TIP: If you are using a design already in Design Space, you do not need to download or save anything to your computer; you can place the design straight onto your Canvas and continue with sizing, cropping, or overlapping. Remember that while the use of Design Space is free, you will need to pay per design or subscribe to Design Space to obtain permission to use Cricut’s designs.
Place Your Vinyl
You will often use vinyl for things such as stickers or simple craft signs. However, the process of placing vinyl will be the same for other Cricut materials such as iron-on transfer.
1. Choose Your Cricut mat.
Make sure you use the correct type of mat for your project. There are four types of mats: LightGrip or blue mat for lightweight materials like paper, StandardGrip or green mat for medium-weight materials like cardstock, StrongGrip or purple mat for heavyweight materials like poster board, FabricGrip or pink mat for fabrics.
2. Place Your Vinyl
For simple permanent vinyl, we will use a StandardGrip mat. Cut your vinyl to size; for example, if your design is 4×4, you will want your piece of vinyl to be at least 4.5×4.5. Once you have the correct sizing cut out, you can place the vinyl on your mat.

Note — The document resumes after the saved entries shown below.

use crate::rules::CompiledRules;

/// Longest run of blank lines kept after filtering.
const MAX_BLANK_RUN: usize = 2;

#[derive(Debug, Clone, PartialEq, Eq)]
pub struct FilteredPage {
    pub text: String,
    pub removed: usize,
}

/// Removes publication boilerplate, then caps blank-line runs at two.
///
/// Every pattern only deletes text, so the order in which they run does not
/// change which content lines survive.
pub fn filter(rules: &CompiledRules, page_text: &str) -> FilteredPage {
    let mut text = page_text.replace("\r\n", "\n").replace('\r', "\n");
    let mut removed = 0;

    for pattern in &rules.boilerplate {
        let hits = pattern
            .find_iter(&text)
            .filter(|hit| !hit.as_str().is_empty())
            .count();
        if hits == 0 {
            continue;
        }
        removed += hits;
        text = pattern.replace_all(&text, "").into_owned();
    }

    FilteredPage {
        text: collapse_blank_runs(&text),
        removed,
    }
}

fn collapse_blank_runs(text: &str) -> String {
    let mut lines: Vec<&str> = Vec::new();
    let mut blank_run = 0;

    for line in text.split('\n') {
        if line.trim().is_empty() {
            blank_run += 1;
            if blank_run <= MAX_BLANK_RUN {
                lines.push("");
            }
        } else {
            blank_run = 0;
            lines.push(line.trim_end());
        }
    }

    let start = lines
        .iter()
        .position(|line| !line.is_empty())
        .unwrap_or(lines.len());
    let end = lines
        .iter()
        .rposition(|line| !line.is_empty())
        .map_or(start, |index| index + 1);

    lines[start..end].join("\n")
}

Follow the printed guidelines to ensure that your vinyl is straight and even. Once you have it placed, firmly press down on the vinyl, and press out any air bubbles. You can use a Cricut tool called a Brayer, a small roller that you can use to adhere the vinyl to your mat.
TIP: You do not need a Brayer to complete a successful vinyl placement, but it sure does help. You really could grab your kitchen rolling pin; thanks, Betty Crocker!
3. Load Your Mat into Your Circut Machine & Cut
Once your vinyl is on your Cricut mat, you can load the mat into your machine and cut your design.
4. Unload Your Mat & Remove Your Design
Once your design is finished cutting and you are happy with the cuts, you can remove your vinyl from your mat.
TIP: Turn your mat upside down (vinyl side down) and slightly bend your Circut mat, a corner of your vinyl should easily pop up, and you can peel it off your mat without making the design curl.
5. Weed Your Design & Place Transfer Tape
Those unfamiliar with Cricut may assume that “weeding your design” is something totally groovy and unrelated to crafting. But we assure you, weeding your design is necessary and sometimes fun or relaxing.
Weeding is the process of removing the excess vinyl, leaving you with your design. To get your vinyl off its backing, you must use transfer tape. Again cut the appropriate size you need for your design. Then peel the backing off and, with care, place it on your design. Use your brayer tool to smooth any bumps or bubbles out. You want your transfer tape to go down smoother than even the vinyl.
6. Finishing Your Project
Once you have successfully placed the transfer tape, you can put your design on your crafting base/object. If you made a vinyl sticker, clean your car window, then place the design down on the glass. Smooth out any bubbles, again. Once you are happy with the vinyl placement, you can peel off the transfer tape leaving your vinyl design on your car window.
Don’t stress if your cuts do not turn out the way you want them to. Cut another piece of vinyl and lay it down on your mat again. Rember to follow the guidelines on the mat itself and remove any bubbles or wrinkles. The smoother you can get your vinyl, the better your cut.
Practice makes perfect, and even the best DIYers struggle with laying down their vinyl.